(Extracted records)
------------------------------

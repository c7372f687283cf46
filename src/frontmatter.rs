//! Front matter extraction.
//!
//! A content file may open with a delimited metadata block:
//!
//! ```text
//! ---                      +++
//! title: Hello             title = "Hello"
//! date: 2024-01-02         date = 2024-01-02
//! ---                      +++
//! Body text…               Body text…
//! ```
//!
//! `---` fences hold YAML, `+++` fences hold TOML. Both are converted into the
//! same [`Metadata`] mapping. A file without a leading fence has empty
//! metadata and its whole text is the body. A fenced block that parses to
//! something other than a mapping (a bare string, a list) also yields empty
//! metadata; a block that does not parse at all is an error.

use crate::types::Metadata;
use regex::Regex;
use serde_json::Value;
use std::sync::LazyLock;
use thiserror::Error;

#[derive(Error, Debug)]
pub enum FrontMatterError {
    #[error("invalid YAML front matter: {0}")]
    Yaml(#[from] serde_yaml::Error),
    #[error("invalid TOML front matter: {0}")]
    Toml(#[from] toml::de::Error),
}

/// A content file split into its metadata and body.
#[derive(Debug, Clone, PartialEq)]
pub struct FrontMatter {
    pub metadata: Metadata,
    pub body: String,
}

static YAML_BLOCK: LazyLock<Regex> = LazyLock::new(|| {
    Regex::new(r"(?s)\A---\s*\n(.+?)\n---\s*\n(.*)\z").expect("YAML fence pattern is valid")
});

static TOML_BLOCK: LazyLock<Regex> = LazyLock::new(|| {
    Regex::new(r"(?s)\A\+\+\+\s*\n(.+?)\n\+\+\+\s*\n(.*)\z").expect("TOML fence pattern is valid")
});

/// Split raw file text into front matter and body.
pub fn extract(raw: &str) -> Result<FrontMatter, FrontMatterError> {
    if let Some(caps) = YAML_BLOCK.captures(raw) {
        let value: Value = serde_yaml::from_str(&caps[1])?;
        return Ok(FrontMatter {
            metadata: into_metadata(value),
            body: caps[2].to_string(),
        });
    }

    if let Some(caps) = TOML_BLOCK.captures(raw) {
        let table: toml::Table = toml::from_str(&caps[1])?;
        return Ok(FrontMatter {
            metadata: into_metadata(toml_to_json(toml::Value::Table(table))),
            body: caps[2].to_string(),
        });
    }

    Ok(FrontMatter {
        metadata: Metadata::new(),
        body: raw.to_string(),
    })
}

fn into_metadata(value: Value) -> Metadata {
    match value {
        Value::Object(map) => map,
        _ => Metadata::new(),
    }
}

/// Convert a TOML value to JSON. Datetimes become their RFC 3339 text so
/// that date handling downstream sees the same shape as YAML input.
fn toml_to_json(value: toml::Value) -> Value {
    match value {
        toml::Value::String(s) => Value::String(s),
        toml::Value::Integer(i) => Value::from(i),
        toml::Value::Float(f) => serde_json::Number::from_f64(f)
            .map(Value::Number)
            .unwrap_or(Value::Null),
        toml::Value::Boolean(b) => Value::Bool(b),
        toml::Value::Datetime(dt) => Value::String(dt.to_string()),
        toml::Value::Array(items) => Value::Array(items.into_iter().map(toml_to_json).collect()),
        toml::Value::Table(table) => Value::Object(
            table
                .into_iter()
                .map(|(key, value)| (key, toml_to_json(value)))
                .collect(),
        ),
    }
}
//! CLI output formatting.
//!
//! Output is **content-centric**: every document is shown by its position
//! and title first, with the file it came from or the file it produced as
//! secondary context. The same two-level layout is used by `check` and
//! `build`, so a document reads the same in both.
//!
//! # Output Format
//!
//! ## Check
//!
//! ```text
//! 001 pages (2 documents)
//!     001 Welcome
//!         Source: index.md
//!     002 About
//!         Source: about.md
//! 002 posts (3 documents)
//!     001 Spring (2024-03-15)
//!         Source: posts/2024-03-10-spring.md
//!
//! Found 2 collections, 5 documents
//! ```
//!
//! ## Build
//!
//! ```text
//! 001 pages
//!     001 Welcome → index.html
//!     002 About → about/index.html
//! 002 posts
//!     001 Spring → blog/2024/spring/index.html
//!     Listing page 1 → blog/index.html
//!
//! Assets
//!     css/ (1 file)
//!
//! Generated 3 item pages, 1 listing page, 1 asset directory in _site
//! ```
//!
//! # Architecture
//!
//! Each command has a `format_*` function (returns `Vec<String>`) for
//! testability and a `print_*` wrapper that writes to stdout. Format
//! functions are pure: no I/O, no side effects.

use crate::collection::Collections;
use crate::generate::BuildReport;
use std::path::Path;

// ============================================================================
// Shared display helpers
// ============================================================================

/// Format a 1-based positional index as 3-digit zero-padded.
fn format_index(pos: usize) -> String {
    format!("{:0>3}", pos)
}

/// Return indentation string: 4 spaces per depth level.
fn indent(depth: usize) -> String {
    "    ".repeat(depth)
}

/// `1 file`, `2 files`.
fn count(n: usize, singular: &str, plural: &str) -> String {
    if n == 1 {
        format!("{n} {singular}")
    } else {
        format!("{n} {plural}")
    }
}

/// Path shown with `/` separators regardless of platform.
fn display_path(path: &Path) -> String {
    path.to_string_lossy().replace('\\', "/")
}

// ============================================================================
// Check
// ============================================================================

/// Format the collections found by `check`.
///
/// Source paths are shown relative to `content_root` when possible.
pub fn format_check_output(collections: &Collections, content_root: &Path) -> Vec<String> {
    let mut lines = Vec::new();

    for (i, collection) in collections.iter().enumerate() {
        lines.push(format!(
            "{} {} ({})",
            format_index(i + 1),
            collection.name(),
            count(collection.len(), "document", "documents")
        ));

        for (j, doc) in collection.documents().iter().enumerate() {
            let date = doc
                .date()
                .map(|d| format!(" ({})", d.format("%Y-%m-%d")))
                .unwrap_or_default();
            lines.push(format!(
                "{}{} {}{}",
                indent(1),
                format_index(j + 1),
                doc.title(),
                date
            ));

            let source = doc
                .source_path()
                .strip_prefix(content_root)
                .unwrap_or(doc.source_path());
            lines.push(format!("{}Source: {}", indent(2), display_path(source)));
        }
    }

    if !lines.is_empty() {
        lines.push(String::new());
    }
    lines.push(format!(
        "Found {}, {}",
        count(collections.len(), "collection", "collections"),
        count(collections.document_count(), "document", "documents")
    ));
    lines
}

/// Print check output to stdout.
pub fn print_check_output(collections: &Collections, content_root: &Path) {
    for line in format_check_output(collections, content_root) {
        println!("{}", line);
    }
}

// ============================================================================
// Build
// ============================================================================

/// Format a finished build.
///
/// `project_root` is only used to shorten the output directory in the
/// summary line.
pub fn format_build_output(report: &BuildReport, project_root: &Path) -> Vec<String> {
    let mut lines = Vec::new();
    let mut item_pages = 0;
    let mut listing_pages = 0;

    for (i, collection) in report.collections.iter().enumerate() {
        lines.push(format!("{} {}", format_index(i + 1), collection.name));

        for (j, item) in collection.items.iter().enumerate() {
            lines.push(format!(
                "{}{} {} \u{2192} {}",
                indent(1),
                format_index(j + 1),
                item.title,
                display_path(&item.output)
            ));
        }
        for listing in &collection.listings {
            lines.push(format!(
                "{}Listing page {} \u{2192} {}",
                indent(1),
                listing.page,
                display_path(&listing.output)
            ));
        }

        item_pages += collection.items.len();
        listing_pages += collection.listings.len();
    }

    if !report.assets.is_empty() {
        lines.push(String::new());
        lines.push("Assets".to_string());
        for asset in &report.assets {
            lines.push(format!(
                "{}{}/ ({})",
                indent(1),
                asset.directory,
                count(asset.files, "file", "files")
            ));
        }
    }

    let output = report
        .output_dir
        .strip_prefix(project_root)
        .unwrap_or(&report.output_dir);
    lines.push(String::new());
    lines.push(format!(
        "Generated {}, {}, {} in {}",
        count(item_pages, "item page", "item pages"),
        count(listing_pages, "listing page", "listing pages"),
        count(report.assets.len(), "asset directory", "asset directories"),
        display_path(output)
    ));

    lines
}

/// Print build output to stdout.
pub fn print_build_output(report: &BuildReport, project_root: &Path) {
    for line in format_build_output(report, project_root) {
        println!("{}", line);
    }
}

// ============================================================================
// Scaffold
// ============================================================================

/// Format the result of `new`: the files created, relative to `target`.
pub fn format_scaffold_output(target: &Path, created: &[std::path::PathBuf]) -> Vec<String> {
    let mut lines = vec![format!("Created {}", target.display())];
    for path in created {
        let shown = path.strip_prefix(target).unwrap_or(path);
        lines.push(format!("{}{}", indent(1), display_path(shown)));
    }
    lines.push(String::new());
    lines.push(format!(
        "Next: miso build --project {}",
        target.display()
    ));
    lines
}

/// Print scaffold output to stdout.
pub fn print_scaffold_output(target: &Path, created: &[std::path::PathBuf]) {
    for line in format_scaffold_output(target, created) {
        println!("{}", line);
    }
}

// ============================================================================
// Tests
// ============================================================================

------------------------------

▶ _WORK ORDER_: When you find a line in the records that contains the word "usize", copy it.

▶ _ANSWER FOR THE TASK_:
fn format_index(pos: usize) -> String {
fn indent(depth: usize) -> String {
fn count(n: usize, singular: &str, plural: &str) -> String {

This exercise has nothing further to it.